### Work task:
Would you retype all of these records exactly?

### Provided data:
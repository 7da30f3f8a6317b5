// src/shell.rs
//! Line-oriented front end: pick a user, then follow, unfollow and inspect.

use std::io::{BufRead, Write};

use anyhow::{bail, Result};
use colored::Colorize;

use crate::cli::display;
use crate::render;
use crate::session::UserSession;
use crate::store::RelationshipStore;

/// Commands accepted at the `follownet>` prompt.
#[derive(Debug, Clone, PartialEq, Eq)]
pub enum ShellCommand {
    Select(String),
    Create(String),
    Follow(String),
    Unfollow(String),
    Followers,
    Following,
    Suggest,
    Users,
    Graph,
    WhoAmI,
    Help,
    Quit,
}

const HELP: &str = "\
select NAME    switch to an existing user
create NAME    register a new user and switch to them
follow NAME    follow a user
unfollow NAME  stop following a user
followers      list who follows you
following      list who you follow
suggest        list users you could follow
users          list every registered user
graph          print the follow graph as Graphviz DOT
whoami         show the selected user
help           show this message
quit           leave the shell";

/// Parses one input line. Blank lines and `#` comments yield `None`.
///
/// # Errors
/// Returns error for an unknown keyword or a missing/extra argument.
pub fn parse_line(line: &str) -> Result<Option<ShellCommand>> {
    let trimmed = line.trim();
    if trimmed.is_empty() || trimmed.starts_with('#') {
        return Ok(None);
    }

    let (keyword, rest) = match trimmed.split_once(char::is_whitespace) {
        Some((k, r)) => (k, r.trim()),
        None => (trimmed, ""),
    };

    let cmd = match keyword.to_lowercase().as_str() {
        "select" | "open" => ShellCommand::Select(require_name(keyword, rest)?),
        "create" | "register" => ShellCommand::Create(require_name(keyword, rest)?),
        "follow" => ShellCommand::Follow(require_name(keyword, rest)?),
        "unfollow" => ShellCommand::Unfollow(require_name(keyword, rest)?),
        "followers" => no_args(keyword, rest, ShellCommand::Followers)?,
        "following" => no_args(keyword, rest, ShellCommand::Following)?,
        "suggest" => no_args(keyword, rest, ShellCommand::Suggest)?,
        "users" => no_args(keyword, rest, ShellCommand::Users)?,
        "graph" | "visualize" => no_args(keyword, rest, ShellCommand::Graph)?,
        "whoami" => no_args(keyword, rest, ShellCommand::WhoAmI)?,
        "help" | "?" => ShellCommand::Help,
        "quit" | "exit" => ShellCommand::Quit,
        other => bail!("Unknown command: {other} (try `help`)"),
    };

    Ok(Some(cmd))
}

fn require_name(keyword: &str, rest: &str) -> Result<String> {
    if rest.is_empty() {
        bail!("`{keyword}` needs a username");
    }
    Ok(rest.to_string())
}

fn no_args(keyword: &str, rest: &str, cmd: ShellCommand) -> Result<ShellCommand> {
    if !rest.is_empty() {
        bail!("`{keyword}` takes no arguments");
    }
    Ok(cmd)
}

/// Interactive state: the store and the currently selected user, if any.
pub struct Shell<'a> {
    store: &'a mut RelationshipStore,
    selected: Option<String>,
}

impl<'a> Shell<'a> {
    #[must_use]
    pub fn new(store: &'a mut RelationshipStore) -> Self {
        Self {
            store,
            selected: None,
        }
    }

    #[must_use]
    pub fn selected(&self) -> Option<&str> {
        self.selected.as_deref()
    }

    /// Reads commands until `quit` or end of input. Command failures are
    /// printed and the loop continues.
    ///
    /// # Errors
    /// Returns error only if reading input or writing output fails.
    pub fn run<R: BufRead, W: Write>(&mut self, input: R, out: &mut W) -> Result<()> {
        write_prompt(out, self.selected())?;

        for line in input.lines() {
            let line = line?;
            match parse_line(&line) {
                Ok(Some(ShellCommand::Quit)) => return Ok(()),
                Ok(Some(cmd)) => {
                    if let Err(e) = self.execute(&cmd, out) {
                        writeln!(out, "{} {e}", "✗".red())?;
                    }
                }
                Ok(None) => {}
                Err(e) => writeln!(out, "{} {e}", "✗".red())?,
            }
            write_prompt(out, self.selected())?;
        }

        writeln!(out)?;
        Ok(())
    }

    /// Runs a single command against the store.
    ///
    /// # Errors
    /// Returns the domain error when the store rejects the command, or an
    /// error when a command needs a selected user and none is selected.
    pub fn execute<W: Write>(&mut self, cmd: &ShellCommand, out: &mut W) -> Result<()> {
        match cmd {
            ShellCommand::Select(name) => {
                let session = UserSession::open(self.store, name)?;
                writeln!(out, "{} Now acting as @{}", "✓".green(), session.username())?;
                self.selected = Some(name.clone());
            }
            ShellCommand::Create(name) => {
                self.store.register(name)?;
                writeln!(out, "{} Created @{name}", "✓".green())?;
                self.selected = Some(name.clone());
            }
            ShellCommand::Follow(target) => {
                self.session()?.follow(target)?;
                writeln!(out, "{} You are now following {target}", "✓".green())?;
            }
            ShellCommand::Unfollow(target) => {
                self.session()?.unfollow(target)?;
                writeln!(out, "{} You are no longer following {target}", "✓".green())?;
            }
            ShellCommand::Followers => {
                let session = self.session()?;
                write!(out, "{}", display::format_followers(&session.list_followers()))?;
            }
            ShellCommand::Following => {
                let session = self.session()?;
                write!(out, "{}", display::format_following(&session.list_following()))?;
            }
            ShellCommand::Suggest => {
                let session = self.session()?;
                write!(out, "{}", display::format_suggestions(&session.suggestions()))?;
            }
            ShellCommand::Users => {
                let users: Vec<&str> = self.store.users().collect();
                write!(out, "{}", display::format_users(&users, self.selected()))?;
            }
            ShellCommand::Graph => write!(out, "{}", render::to_dot(self.store))?,
            ShellCommand::WhoAmI => match self.selected() {
                Some(name) => writeln!(out, "@{name}")?,
                None => writeln!(out, "{}", "No user selected.".dimmed())?,
            },
            ShellCommand::Help => writeln!(out, "{HELP}")?,
            ShellCommand::Quit => {}
        }
        Ok(())
    }

    fn session(&mut self) -> Result<UserSession<'_>> {
        let Some(name) = self.selected.as_deref() else {
            bail!("No user selected. Use `select NAME` or `create NAME` first.");
        };
        Ok(UserSession::open(self.store, name)?)
    }
}

fn write_prompt<W: Write>(out: &mut W, selected: Option<&str>) -> Result<()> {
    match selected {
        Some(name) => write!(out, "follownet @{name}> ")?,
        None => write!(out, "follownet> ")?,
    }
    out.flush()?;
    Ok(())
}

### Result:
repository 7da30f3f8a6317b5
// src/shell.rs
//! Line-oriented front end: pick a user, then follow, unfollow and inspect.

use std::io::{BufRead, Write};

use anyhow::{bail, Result};
use colored::Colorize;

use crate::cli::display;
use crate::render;
use crate::session::UserSession;
use crate::store::RelationshipStore;

/// Commands accepted at the `follownet>` prompt.
#[derive(Debug, Clone, PartialEq, Eq)]
pub enum ShellCommand {
    Select(String),
    Create(String),
    Follow(String),
    Unfollow(String),
    Followers,
    Following,
    Suggest,
    Users,
    Graph,
    WhoAmI,
    Help,
    Quit,
}

const HELP: &str = "\
select NAME    switch to an existing user
create NAME    register a new user and switch to them
follow NAME    follow a user
unfollow NAME  stop following a user
followers      list who follows you
following      list who you follow
suggest        list users you could follow
users          list every registered user
graph          print the follow graph as Graphviz DOT
whoami         show the selected user
help           show this message
quit           leave the shell";

/// Parses one input line. Blank lines and `#` comments yield `None`.
///
/// # Errors
/// Returns error for an unknown keyword or a missing/extra argument.
pub fn parse_line(line: &str) -> Result<Option<ShellCommand>> {
    let trimmed = line.trim();
    if trimmed.is_empty() || trimmed.starts_with('#') {
        return Ok(None);
    }

    let (keyword, rest) = match trimmed.split_once(char::is_whitespace) {
        Some((k, r)) => (k, r.trim()),
        None => (trimmed, ""),
    };

    let cmd = match keyword.to_lowercase().as_str() {
        "select" | "open" => ShellCommand::Select(require_name(keyword, rest)?),
        "create" | "register" => ShellCommand::Create(require_name(keyword, rest)?),
        "follow" => ShellCommand::Follow(require_name(keyword, rest)?),
        "unfollow" => ShellCommand::Unfollow(require_name(keyword, rest)?),
        "followers" => no_args(keyword, rest, ShellCommand::Followers)?,
        "following" => no_args(keyword, rest, ShellCommand::Following)?,
        "suggest" => no_args(keyword, rest, ShellCommand::Suggest)?,
        "users" => no_args(keyword, rest, ShellCommand::Users)?,
        "graph" | "visualize" => no_args(keyword, rest, ShellCommand::Graph)?,
        "whoami" => no_args(keyword, rest, ShellCommand::WhoAmI)?,
        "help" | "?" => ShellCommand::Help,
        "quit" | "exit" => ShellCommand::Quit,
        other => bail!("Unknown command: {other} (try `help`)"),
    };

    Ok(Some(cmd))
}

fn require_name(keyword: &str, rest: &str) -> Result<String> {
    if rest.is_empty() {
        bail!("`{keyword}` needs a username");
    }
    Ok(rest.to_string())
}

fn no_args(keyword: &str, rest: &str, cmd: ShellCommand) -> Result<ShellCommand> {
    if !rest.is_empty() {
        bail!("`{keyword}` takes no arguments");
    }
    Ok(cmd)
}

/// Interactive state: the store and the currently selected user, if any.
pub struct Shell<'a> {
    store: &'a mut RelationshipStore,
    selected: Option<String>,
}

impl<'a> Shell<'a> {
    #[must_use]
    pub fn new(store: &'a mut RelationshipStore) -> Self {
        Self {
            store,
            selected: None,
        }
    }

    #[must_use]
    pub fn selected(&self) -> Option<&str> {
        self.selected.as_deref()
    }

    /// Reads commands until `quit` or end of input. Command failures are
    /// printed and the loop continues.
    ///
    /// # Errors
    /// Returns error only if reading input or writing output fails.
    pub fn run<R: BufRead, W: Write>(&mut self, input: R, out: &mut W) -> Result<()> {
        write_prompt(out, self.selected())?;

        for line in input.lines() {
            let line = line?;
            match parse_line(&line) {
                Ok(Some(ShellCommand::Quit)) => return Ok(()),
                Ok(Some(cmd)) => {
                    if let Err(e) = self.execute(&cmd, out) {
                        writeln!(out, "{} {e}", "✗".red())?;
                    }
                }
                Ok(None) => {}
                Err(e) => writeln!(out, "{} {e}", "✗".red())?,
            }
            write_prompt(out, self.selected())?;
        }

        writeln!(out)?;
        Ok(())
    }

    /// Runs a single command against the store.
    ///
    /// # Errors
    /// Returns the domain error when the store rejects the command, or an
    /// error when a command needs a selected user and none is selected.
    pub fn execute<W: Write>(&mut self, cmd: &ShellCommand, out: &mut W) -> Result<()> {
        match cmd {
            ShellCommand::Select(name) => {
                let session = UserSession::open(self.store, name)?;
                writeln!(out, "{} Now acting as @{}", "✓".green(), session.username())?;
                self.selected = Some(name.clone());
            }
            ShellCommand::Create(name) => {
                self.store.register(name)?;
                writeln!(out, "{} Created @{name}", "✓".green())?;
                self.selected = Some(name.clone());
            }
            ShellCommand::Follow(target) => {
                self.session()?.follow(target)?;
                writeln!(out, "{} You are now following {target}", "✓".green())?;
            }
            ShellCommand::Unfollow(target) => {
                self.session()?.unfollow(target)?;
                writeln!(out, "{} You are no longer following {target}", "✓".green())?;
            }
            ShellCommand::Followers => {
                let session = self.session()?;
                write!(out, "{}", display::format_followers(&session.list_followers()))?;
            }
            ShellCommand::Following => {
                let session = self.session()?;
                write!(out, "{}", display::format_following(&session.list_following()))?;
            }
            ShellCommand::Suggest => {
                let session = self.session()?;
                write!(out, "{}", display::format_suggestions(&session.suggestions()))?;
            }
            ShellCommand::Users => {
                let users: Vec<&str> = self.store.users().collect();
                write!(out, "{}", display::format_users(&users, self.selected()))?;
            }
            ShellCommand::Graph => write!(out, "{}", render::to_dot(self.store))?,
            ShellCommand::WhoAmI => match self.selected() {
                Some(name) => writeln!(out, "@{name}")?,
                None => writeln!(out, "{}", "No user selected.".dimmed())?,
            },
            ShellCommand::Help => writeln!(out, "{HELP}")?,
            ShellCommand::Quit => {}
        }
        Ok(())
    }

    fn session(&mut self) -> Result<UserSession<'_>> {
        let Some(name) = self.selected.as_deref() else {
            bail!("No user selected. Use `select NAME` or `create NAME` first.");
        };
        Ok(UserSession::open(self.store, name)?)
    }
}

fn write_prompt<W: Write>(out: &mut W, selected: Option<&str>) -> Result<()> {
    match selected {
        Some(name) => write!(out, "follownet @{name}> ")?,
        None => write!(out, "follownet> ")?,
    }
    out.flush()?;
    Ok(())
}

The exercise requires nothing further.